Этим алтайским художникам удавалось иногда поймать в силок своей мысли не только особую тишину, застрявшую среди крутых, заросших маральником скал, но и догнать кистью бешено мчавшуюся воду горных рек и запрятать гул и звон в вечное молчание масляных красок, положенных на холст.
Они изображали и пасущихся в горах яков, и яки переселялись со своих пастбищ на холсты картин, неся с собой свое небо и тропы, убегающие вверх и спускающиеся вниз вместе с невидимым, но беспокойно бьющимся человеческим сердцем.
Бабушке Сарыбаш восемьдесят четыре года, но я часто видел ее в седле на гнедом иноходце. В зубах ее была трубка, над которой вились синие струйки табачного дыма.
Сарыбаш легко, как девочка, слезла с седла и, привязав лошадь, пошла в аил, чтобы сварить для меня чай.
Чай алтайцы не кипятят, а варят, как суп. Он зеленый и густой, и, когда его пьешь, кажется, что здешнее мудрое бытие готово простить тебе всю спешку и суету, которую ты принимал за настоящую жизнь.
Настоящая жизнь пребывала здесь, в аиле, где жила восьмидесятичетырехлетняя женщина, гордость своего колхоза и своего края, бабушка Сарыбаш, пасшая колхозный скот и зимой, и летом.
Это она взяла на себя обязанности инструктора снежных вьюг и дождей и пасла и дожди, и бури вместе с колхозным стадом, усмиряя своей волей разбушевавшуюся стихию.
В замедлившиеся, полные покоя минуты чаепития бабушка Сарыбаш лукаво спрашивает меня, есть ли в моем краю, откуда я приехал, маралы и горные козлы? Я отвечаю ей, что там нет ни маралов, ни горных козлов. Бабушка огорчена за меня и не хочет скрывать своего огорчения и сочувствия: как же можно жить там, где леса не сумели сохранить зверей и где нет гор, а только одни плоские равнины?

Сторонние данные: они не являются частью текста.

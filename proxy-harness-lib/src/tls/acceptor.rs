use rustls_pki_types::pem::PemObject;
use rustls_pki_types::{CertificateDer, PrivateKeyDer};
use std::sync::Arc;
use tokio_rustls::rustls::{self, ServerConfig};
use tokio_rustls::TlsAcceptor;

use crate::error::{HarnessError, Result};
use crate::identity::TlsIdentity;

/// ALPN protocols offered by TLS listeners
const ALPN_PROTOCOLS: &[&[u8]] = &[b"http/1.1"];

/// Builds a TLS acceptor terminating one-way TLS with the given identity
pub fn build_acceptor(identity: &TlsIdentity) -> Result<TlsAcceptor> {
    let certs = CertificateDer::pem_slice_iter(identity.certificate_pem.as_bytes())
        .collect::<std::result::Result<Vec<_>, rustls_pki_types::pem::Error>>()
        .map_err(|e| HarnessError::Tls(format!("Failed to parse certificates: {e}")))?;
    if certs.is_empty() {
        return Err(HarnessError::Tls(format!(
            "No certificate found for alias '{}'",
            identity.alias
        )));
    }

    let key = {
        let mut keys: Vec<PrivateKeyDer<'static>> =
            PrivateKeyDer::pem_slice_iter(identity.private_key_pem.as_bytes())
                .collect::<std::result::Result<Vec<_>, rustls_pki_types::pem::Error>>()
                .map_err(|e| HarnessError::Tls(format!("Failed to parse private key: {e}")))?;
        let Some(k) = keys.pop() else {
            return Err(HarnessError::Tls(format!(
                "No private key found for alias '{}'",
                identity.alias
            )));
        };
        k
    };

    // TLS 1.2 and 1.3, server authentication only
    let provider = Arc::new(rustls::crypto::aws_lc_rs::default_provider());
    let mut server = ServerConfig::builder_with_provider(provider)
        .with_safe_default_protocol_versions()
        .map_err(|e| HarnessError::Tls(format!("Failed to select protocol versions: {e}")))?
        .with_no_client_auth()
        .with_single_cert(certs, key)
        .map_err(|e| HarnessError::Tls(format!("Failed to build TLS config: {e}")))?;

    server.alpn_protocols = ALPN_PROTOCOLS.iter().map(|p| p.to_vec()).collect();
    Ok(TlsAcceptor::from(Arc::new(server)))
}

Затем бабушка вынимает изо рта трубку и лихо сплевывает, далеко и метко послав свой мальчишеский плевок в цель, по-видимому для этого и предназначенную. Она сплевывает еще и еще, попадая в одно и то же место. В плевке содержится какой-то скрытый символ, который я пока не умею разгадать.

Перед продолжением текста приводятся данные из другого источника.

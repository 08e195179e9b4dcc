use std::net::{IpAddr, SocketAddr};
use std::time::Duration;

use bytes::Bytes;
use http::header::HOST;
use http::request::Parts;
use http::uri::Authority;
use http::{HeaderMap, HeaderValue, Request, Response, StatusCode, Uri};
use http_body_util::{BodyExt, Full};
use hyper::body::Incoming;
use hyper_util::client::legacy::connect::HttpConnector;
use hyper_util::client::legacy::Client;
use hyper_util::rt::{TokioExecutor, TokioIo};
use rustls_pki_types::ServerName;
use tokio::net::TcpStream;
use tokio::time::timeout;
use tokio_rustls::TlsConnector;
use tracing::debug;

use crate::error::Result;
use crate::proxy::http_result::{HttpError, HttpResult};
use crate::tls::build_connector;

type HttpClient = Client<HttpConnector, Full<Bytes>>;

/// Server name presented to a TLS default upstream
const UPSTREAM_SERVER_NAME: &str = "localhost";

/// Headers that only describe a single connection and are never forwarded
const HOP_BY_HOP: &[&str] = &[
    "connection",
    "proxy-connection",
    "keep-alive",
    "proxy-authenticate",
    "proxy-authorization",
    "te",
    "trailer",
    "transfer-encoding",
    "upgrade",
];

/// Upstream used when a request does not name another one
#[derive(Clone)]
pub struct DefaultUpstream {
    addr: SocketAddr,
    tls: Option<TlsConnector>,
}

impl DefaultUpstream {
    pub fn plain(addr: SocketAddr) -> Self {
        Self { addr, tls: None }
    }

    /// TLS upstream whose certificate chains to `trusted_pem`
    pub fn tls(addr: SocketAddr, trusted_pem: &str) -> Result<Self> {
        Ok(Self { addr, tls: Some(build_connector(trusted_pem)?) })
    }

    pub fn addr(&self) -> SocketAddr {
        self.addr
    }

    pub fn is_tls(&self) -> bool {
        self.tls.is_some()
    }
}

impl std::fmt::Debug for DefaultUpstream {
    fn fmt(&self, f: &mut std::fmt::Formatter<'_>) -> std::fmt::Result {
        f.debug_struct("DefaultUpstream")
            .field("addr", &self.addr)
            .field("tls", &self.is_tls())
            .finish()
    }
}

/// Upstream response, fully buffered so it can be recorded
#[derive(Debug)]
pub(crate) struct UpstreamResponse {
    pub status: StatusCode,
    pub headers: HeaderMap,
    pub body: Bytes,
}

/// Picks the authority a request is forwarded to.
///
/// An absolute request URI wins, then the `Host` header. `None` means the
/// request addresses the proxy itself and goes to the default upstream.
pub(crate) fn resolve_target(
    uri: &Uri,
    headers: &HeaderMap,
    own_ports: &[u16],
) -> HttpResult<Option<Authority>> {
    if let Some(authority) = uri.authority() {
        let scheme = uri.scheme_str().unwrap_or("http");
        if !scheme.eq_ignore_ascii_case("http") {
            return Err(HttpError::UnsupportedScheme(scheme.to_string()));
        }
        if addresses_self(authority, own_ports) {
            return Ok(None);
        }
        return Ok(Some(authority.clone()));
    }

    let Some(host) = headers.get(HOST) else {
        return Ok(None);
    };
    let authority = host
        .to_str()
        .ok()
        .and_then(|h| h.parse::<Authority>().ok())
        .ok_or(HttpError::InvalidHostInRequestHeader)?;
    if addresses_self(&authority, own_ports) {
        Ok(None)
    } else {
        Ok(Some(authority))
    }
}

fn addresses_self(authority: &Authority, own_ports: &[u16]) -> bool {
    let port = authority.port_u16().unwrap_or(80);
    own_ports.contains(&port) && is_local_host(authority.host())
}

fn is_local_host(host: &str) -> bool {
    if host.eq_ignore_ascii_case("localhost") {
        return true;
    }
    let bare = host.trim_start_matches('[').trim_end_matches(']');
    bare.parse::<IpAddr>()
        .map(|ip| ip.is_loopback() || ip.is_unspecified())
        .unwrap_or(false)
}

/// Copies end-to-end headers, dropping hop-by-hop ones and anything the
/// `Connection` header lists
pub(crate) fn end_to_end_headers(headers: &HeaderMap) -> HeaderMap {
    let listed: Vec<String> = headers
        .get_all(http::header::CONNECTION)
        .iter()
        .filter_map(|v| v.to_str().ok())
        .flat_map(|v| v.split(','))
        .map(|t| t.trim().to_ascii_lowercase())
        .collect();

    let mut out = HeaderMap::with_capacity(headers.len());
    for (name, value) in headers {
        let lower = name.as_str();
        if HOP_BY_HOP.contains(&lower) || listed.iter().any(|l| l == lower) {
            continue;
        }
        out.append(name.clone(), value.clone());
    }
    out
}

/// Sends requests to upstreams on behalf of the proxy endpoint
pub(crate) struct Forwarder {
    client: HttpClient,
    connect_timeout: Duration,
    default_upstream: Option<DefaultUpstream>,
}

impl Forwarder {
    pub fn new(default_upstream: Option<DefaultUpstream>, connect_timeout: Duration) -> Self {
        let mut connector = HttpConnector::new();
        connector.set_connect_timeout(Some(connect_timeout));
        connector.set_nodelay(true);
        let client = Client::builder(TokioExecutor::new()).build(connector);
        Self { client, connect_timeout, default_upstream }
    }

    pub fn default_upstream(&self) -> Option<&DefaultUpstream> {
        self.default_upstream.as_ref()
    }

    /// Forwards `parts` and `body` to `target`, or to the default upstream when `None`
    pub async fn send(
        &self,
        target: Option<Authority>,
        parts: &Parts,
        body: Bytes,
        path_and_query: &str,
    ) -> HttpResult<UpstreamResponse> {
        let resp = match target {
            Some(authority) => {
                let uri = format!("http://{authority}{path_and_query}");
                let req = build_request(parts, body, &uri, authority.as_str())?;
                debug!(%uri, "forwarding to explicit upstream");
                self.client
                    .request(req)
                    .await
                    .map_err(|e| HttpError::FailedToGetResponseFromUpstream(e.to_string()))?
            }
            None => {
                let upstream = self.default_upstream.as_ref().ok_or(HttpError::NoUpstream)?;
                let authority = upstream.addr.to_string();
                match &upstream.tls {
                    Some(connector) => {
                        let req = build_request(parts, body, path_and_query, &authority)?;
                        debug!(%authority, path = %path_and_query, "forwarding to default tls upstream");
                        self.send_tls(connector, upstream.addr, req).await?
                    }
                    None => {
                        let uri = format!("http://{authority}{path_and_query}");
                        let req = build_request(parts, body, &uri, &authority)?;
                        debug!(%uri, "forwarding to default upstream");
                        self.client
                            .request(req)
                            .await
                            .map_err(|e| HttpError::FailedToGetResponseFromUpstream(e.to_string()))?
                    }
                }
            }
        };
        buffer_response(resp).await
    }

    async fn send_tls(
        &self,
        connector: &TlsConnector,
        addr: SocketAddr,
        req: Request<Full<Bytes>>,
    ) -> HttpResult<Response<Incoming>> {
        let stream = timeout(self.connect_timeout, TcpStream::connect(addr))
            .await
            .map_err(|_| HttpError::FailedToConnect(format!("{addr}: connect timed out")))?
            .map_err(|e| HttpError::FailedToConnect(format!("{addr}: {e}")))?;
        let server_name = ServerName::try_from(UPSTREAM_SERVER_NAME)
            .map_err(|e| HttpError::FailedToConnect(e.to_string()))?;
        let tls = timeout(self.connect_timeout, connector.connect(server_name, stream))
            .await
            .map_err(|_| HttpError::FailedToConnect(format!("{addr}: tls handshake timed out")))?
            .map_err(|e| HttpError::FailedToConnect(format!("{addr}: {e}")))?;

        let (mut sender, conn) = hyper::client::conn::http1::handshake(TokioIo::new(tls))
            .await
            .map_err(|e| HttpError::FailedToConnect(e.to_string()))?;
        tokio::spawn(async move {
            if let Err(e) = conn.await {
                debug!(error = %e, "upstream tls connection closed with error");
            }
        });

        sender
            .send_request(req)
            .await
            .map_err(|e| HttpError::FailedToGetResponseFromUpstream(e.to_string()))
    }
}

fn build_request(
    parts: &Parts,
    body: Bytes,
    uri: &str,
    host: &str,
) -> HttpResult<Request<Full<Bytes>>> {
    let uri = uri.parse::<Uri>().map_err(|e| HttpError::InvalidUri(e.to_string()))?;
    let mut req = Request::builder()
        .method(parts.method.clone())
        .uri(uri)
        .body(Full::new(body))
        .map_err(|e| HttpError::FailedToGenerateUpstreamRequest(e.to_string()))?;

    let headers = req.headers_mut();
    *headers = end_to_end_headers(&parts.headers);
    let host = HeaderValue::from_str(host)
        .map_err(|e| HttpError::FailedToGenerateUpstreamRequest(e.to_string()))?;
    headers.insert(HOST, host);
    Ok(req)
}

async fn buffer_response(resp: Response<Incoming>) -> HttpResult<UpstreamResponse> {
    let (parts, body) = resp.into_parts();
    let body = body
        .collect()
        .await
        .map_err(|e| HttpError::FailedToGetResponseFromUpstream(e.to_string()))?
        .to_bytes();
    let mut headers = end_to_end_headers(&parts.headers);
    headers.remove(http::header::CONTENT_LENGTH);
    Ok(UpstreamResponse { status: parts.status, headers, body })
}

/// Joins the path below the context path with the original query
pub(crate) fn path_and_query(path_within: &str, query: Option<&str>) -> String {
    match query {
        Some(q) => format!("{path_within}?{q}"),
        None => path_within.to_string(),
    }
}

#[cfg(test)]
mod tests {
    use super::*;

    fn headers_with_host(host: &str) -> HeaderMap {
        let mut headers = HeaderMap::new();
        headers.insert(HOST, HeaderValue::from_str(host).unwrap());
        headers
    }

    #[test]
    fn test_self_addressed_host_uses_default_upstream() {
        let uri: Uri = "/echo".parse().unwrap();
        let target = resolve_target(&uri, &headers_with_host("localhost:8080"), &[8080, 8443]);
        assert!(matches!(target, Ok(None)));

        let target = resolve_target(&uri, &headers_with_host("127.0.0.1:8443"), &[8080, 8443]);
        assert!(matches!(target, Ok(None)));
    }

    #[test]
    fn test_foreign_host_is_forwarded() {
        let uri: Uri = "/echo".parse().unwrap();
        let target =
            resolve_target(&uri, &headers_with_host("127.0.0.1:9000"), &[8080]).unwrap();
        assert_eq!(target.map(|a| a.to_string()), Some("127.0.0.1:9000".to_string()));
    }

    #[test]
    fn test_absolute_uri_wins_over_host_header() {
        let uri: Uri = "http://127.0.0.1:9100/echo".parse().unwrap();
        let target =
            resolve_target(&uri, &headers_with_host("localhost:8080"), &[8080]).unwrap();
        assert_eq!(target.map(|a| a.to_string()), Some("127.0.0.1:9100".to_string()));
    }

    #[test]
    fn test_https_target_is_rejected() {
        let uri: Uri = "https://example.com/".parse().unwrap();
        let err = resolve_target(&uri, &HeaderMap::new(), &[8080]).err();
        assert!(matches!(err, Some(HttpError::UnsupportedScheme(_))));
    }

    #[test]
    fn test_hop_by_hop_headers_are_dropped() {
        let mut headers = HeaderMap::new();
        headers.insert("connection", HeaderValue::from_static("keep-alive, x-trace"));
        headers.insert("x-trace", HeaderValue::from_static("1"));
        headers.insert("transfer-encoding", HeaderValue::from_static("chunked"));
        headers.insert("accept", HeaderValue::from_static("*/*"));

        let out = end_to_end_headers(&headers);
        assert_eq!(out.len(), 1);
        assert!(out.contains_key("accept"));
    }

    #[test]
    fn test_path_and_query() {
        assert_eq!(path_and_query("/echo", Some("a=1")), "/echo?a=1");
        assert_eq!(path_and_query("/", None), "/");
    }
}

Потом бабушка Сарыбаш говорит мне, что, раз я так люблю маралов, я вправе оставить край, где их не сумели сберечь, и переселиться сюда, где их сберегли.
Когда я в первый раз встретился с секретарем Онгудайского райкома, он меня спросил:
- Познакомились с нашим районом?
- Познакомился.
- А бабушку Сарыбаш видели?
- Нет, еще не видел.
- Раз вы не видели бабушку Сарыбаш, значит, вы еще не видели нашего района.
Встретившись во второй раз с секретарем Онгудайского райкома, я говорю ему, что познакомился с Сарыбаш. Суровое лицо секретаря райкома меняется, в этот момент личное берет верх над служебным и родовым, улыбка преображает его, возвращает в юность или в детство.
- Ну, раз вы видели бабушку Сарыбаш, вы имеете право писать о нашем районе.
Моя мысль выливается в сложную и химерическую метафору. В моем воображении обширное приволье Онгудайского района (его леса, горы, горные пастбища) сжимается и, как в сказке, рассказанной самим пространством, превращается в бабушку Сарыбаш, молодцевато садящуюся на иноходца.
Я подобрел к элегантности, когда впервые увидел бабушку Сарыбаш.
На ней кокетливо надетая шапочка из черного бархата, отороченная лисьим мехом. На ней шубка вся из волшебно искрящихся полосок, словно не сшитых нитками, а положенных кистью Матисса. Почему Матисс не догадался приехать в Горный Алтай, чтобы написать портрет бабушки Сарыбаш? Это была бы лучшая из его картин.
В этот аил приезжали художники из разных городов - писать бабушку. Но они не поняли ни сущности бабушки, ни сущности края. Они писали бабушку отдельно от пастбищ и коров, отдельно от снегопадов и летних гроз, отдельно от синевы алтайских рек и небес, тем самым лишая бабушку ее призвания, призвания инспектора вьюг и летнего зноя, пасшую не только стадо, но и горы, бродившие рядом с ней на своих мохнатых сарлычьих ногах.
А какие изящные вещи окружали бабушку Сарыбаш в ее пастушьем жилище! Вот кожаный сосуд для молочного алтайского вина, пахнущего дымом. Он отделан серебряными полосками и просится в музей. Но бабушка ни за что с ним не расстанется, она любит изящные вещи не меньше, чем их любили средневековые герцоги и короли.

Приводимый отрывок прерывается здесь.